EXERCISE PROMPT: Below are some records; find each line that carries the word "ZipArchive" and copy it.

==*==

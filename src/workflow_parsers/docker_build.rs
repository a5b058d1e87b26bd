//! Hierarchical Docker build transcript parser. Multi-stage builds
//! (`FROM ... AS name`) become groups; each `Step N/M : INSTRUCTION` within
//! a stage becomes a unit, mirroring `github_actions.rs`'s job/step split
//! one level deeper to cover stage nesting.

use crate::model::{ValidationEvent, ValidationEventStatus, ValidationEventType};
use crate::registry::ToolParserRegistry;
use crate::workflow::{create_base_event, WorkflowParser};
use once_cell::sync::Lazy;
use regex::Regex;

static STAGE_RE: Lazy<Regex> = Lazy::new(|| Regex::new(r"(?i)^FROM\s+\S+(?:\s+AS\s+(?P<name>\S+))?").unwrap());
static STEP_RE: Lazy<Regex> = Lazy::new(|| Regex::new(r"^Step (?P<n>\d+)/(?P<m>\d+) : (?P<instr>.*)$").unwrap());
static FAIL_RE: Lazy<Regex> = Lazy::new(|| Regex::new(r"The command '.*' returned a non-zero code: (?P<code>\d+)").unwrap());

pub struct DockerBuildParser;

impl WorkflowParser for DockerBuildParser {
    fn can_parse(&self, content: &str) -> bool {
        content.lines().any(|l| STEP_RE.is_match(l))
    }

    fn parse_workflow_log(&self, content: &str, _registry: &ToolParserRegistry) -> Vec<ValidationEvent> {
        let scope_id = "build-0".to_string();
        let mut events = Vec::new();
        let mut stage_name = "default".to_string();
        let mut stage_id = format!("{scope_id}-stage-0");
        let mut stage_index = 0;
        let mut current_instr = String::new();
        let mut step_line = 0i32;

        for (line_no, line) in content.lines().enumerate() {
            let line_no = (line_no + 1) as i32;
            if let Some(caps) = STAGE_RE.captures(line) {
                stage_name = caps
                    .name("name")
                    .map(|m| m.as_str().to_string())
                    .unwrap_or_else(|| format!("stage{stage_index}"));
                stage_id = format!("{scope_id}-stage-{stage_index}");
                stage_index += 1;
                continue;
            }
            if let Some(caps) = STEP_RE.captures(line) {
                current_instr = caps["instr"].to_string();
                step_line = line_no;
                let mut e = create_base_event("docker_build", ValidationEventType::Summary, "docker_build", 2);
                e.scope = "image".to_string();
                e.group = stage_name.clone();
                e.group_id = stage_id.clone();
                e.unit = current_instr.clone();
                e.unit_id = format!("{stage_id}-step-{}", &caps["n"]);
                e.parent_id = stage_id.clone();
                e.log_line_start = line_no;
                e.log_line_end = line_no;
                e.message = current_instr.clone();
                e.set_outcome(ValidationEventStatus::Pass, "");
                events.push(e);
                continue;
            }
            if let Some(caps) = FAIL_RE.captures(line) {
                let mut e = create_base_event("docker_build", ValidationEventType::BuildError, "docker_build", 3);
                e.scope = "image".to_string();
                e.group = stage_name.clone();
                e.group_id = stage_id.clone();
                e.unit = current_instr.clone();
                e.parent_id = stage_id.clone();
                e.error_code = caps["code"].to_string();
                e.log_line_start = step_line;
                e.log_line_end = line_no;
                e.message = format!("step failed: {current_instr}");
                e.set_outcome(ValidationEventStatus::Error, "error");
                events.push(e);
            }
        }
        events
    }

    fn format_name(&self) -> &'static str {
        "docker_build"
    }

    fn name(&self) -> &'static str {
        "docker_build"
    }

    fn priority(&self) -> i32 {
        120
    }
}

#[cfg(test)]
mod tests {
    use super::*;
    use crate::registry::Registries;

    #[test]
    fn multi_stage_build_groups_steps_by_stage() {
        let regs = Registries::bootstrap();
        let content = "FROM golang:1.21 AS builder\nStep 1/5 : FROM golang:1.21\nStep 2/5 : RUN go build\nThe command '/bin/sh -c go build' returned a non-zero code: 2\n";
        let parser = DockerBuildParser;
        assert!(parser.can_parse(content));
        let events = parser.parse_workflow_log(content, &regs.tools);
        assert!(events.iter().any(|e| e.group == "builder"));
        assert!(events.iter().any(|e| e.status == ValidationEventStatus::Error && e.error_code == "2"));
    }
}
//! GitHub Actions run-log ZIP fan-out (spec.md §8 scenario S6). A
//! downloaded run archive has one numbered text file per job
//! (`1_build.txt`, `2_test.txt`, ...); each is parsed with
//! `GithubActionsParser::parse_job` and stamped with `job_order`/`job_name`
//! derived from the entry name, the same bookkeeping a SQL table
//! function's archive reader would do before handing rows to the engine.

use crate::model::ValidationEvent;
use crate::registry::ToolParserRegistry;
use crate::workflow_parsers::github_actions::GithubActionsParser;
use std::io::Read;
use zip::ZipArchive;

/// Splits a ZIP entry name like `3_integration-tests.txt` into
/// `(order, job_name)`. Entries without a leading numeric prefix get order
/// `-1` and keep their stem as the job name verbatim.
fn split_entry_name(entry_name: &str) -> (i32, String) {
    let stem = entry_name.rsplit('/').next().unwrap_or(entry_name);
    let stem = stem.strip_suffix(".txt").unwrap_or(stem);
    match stem.split_once('_') {
        Some((order_str, name)) if order_str.chars().all(|c| c.is_ascii_digit()) && !order_str.is_empty() => {
            (order_str.parse().unwrap_or(-1), name.replace('-', " "))
        }
        _ => (-1, stem.replace('-', " ")),
    }
}

/// Parses a GitHub Actions run-log ZIP archive (already read into memory by
/// the boundary layer's `resolve_source_bytes`) into the flat event vector
/// every other format produces, with `job_order`/`job_name` populated per
/// entry.
pub fn parse_zip(
    bytes: &[u8],
    source_id: &str,
    registry: &mut ToolParserRegistry,
) -> Result<Vec<ValidationEvent>, String> {
    let reader = std::io::Cursor::new(bytes);
    let mut archive = ZipArchive::new(reader).map_err(|e| format!("{source_id}: {e}"))?;
    let parser = GithubActionsParser;
    let mut events = Vec::new();

    let mut entry_names: Vec<String> = Vec::new();
    for i in 0..archive.len() {
        let entry = archive
            .by_index(i)
            .map_err(|e| format!("{source_id}: entry {i}: {e}"))?;
        let entry_name = entry.name().to_string();
        if entry.is_dir() || !entry_name.ends_with(".txt") || entry_name.contains('/') {
            continue;
        }
        entry_names.push(entry_name);
    }
    entry_names.sort();

    for entry_name in entry_names {
        let mut entry = archive
            .by_name(&entry_name)
            .map_err(|e| format!("{source_id}: entry {entry_name}: {e}"))?;
        let (order, job_name) = split_entry_name(&entry_name);
        let mut content = String::new();
        entry
            .read_to_string(&mut content)
            .map_err(|e| format!("{source_id}: entry {entry_name}: {e}"))?;
        let trace = format!("{source_id}:{entry_name}");
        for mut event in parser.parse_job(&content, &job_name, order, registry) {
            event.structured_data = trace.clone();
            events.push(event);
        }
    }

    Ok(events)
}

#[cfg(test)]
mod tests {
    use super::*;

    #[test]
    fn splits_numbered_entry_names() {
        assert_eq!(split_entry_name("1_build.txt"), (1, "build".to_string()));
        assert_eq!(split_entry_name("12_integration-tests.txt"), (12, "integration tests".to_string()));
        assert_eq!(split_entry_name("setup.txt"), (-1, "setup".to_string()));
    }

    #[test]
    fn skips_txt_entries_nested_in_subdirectories() {
        use std::io::Write;
        use zip::write::{SimpleFileOptions, ZipWriter};

        let mut buf = std::io::Cursor::new(Vec::new());
        {
            let mut zip = ZipWriter::new(&mut buf);
            let options = SimpleFileOptions::default().compression_method(zip::CompressionMethod::Stored);
            zip.start_file("0_build.txt", options).unwrap();
            zip.write_all(b"##[group]Build\nok\n##[endgroup]\n").unwrap();
            zip.start_file("logs/0_build/metadata.txt", options).unwrap();
            zip.write_all(b"not a job log").unwrap();
            zip.finish().unwrap();
        }

        let mut regs = crate::registry::Registries::bootstrap();
        let events = parse_zip(&buf.into_inner(), "run.zip", &mut regs.tools).unwrap();
        assert!(!events.is_empty());
        assert!(events.iter().all(|e| e.job_name == "build"));
        assert!(events.iter().all(|e| e.structured_data == "run.zip:0_build.txt"));
    }
}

==*==

RESPONSE BELOW:
use zip::ZipArchive;
    let mut archive = ZipArchive::new(reader).map_err(|e| format!("{source_id}: {e}"))?;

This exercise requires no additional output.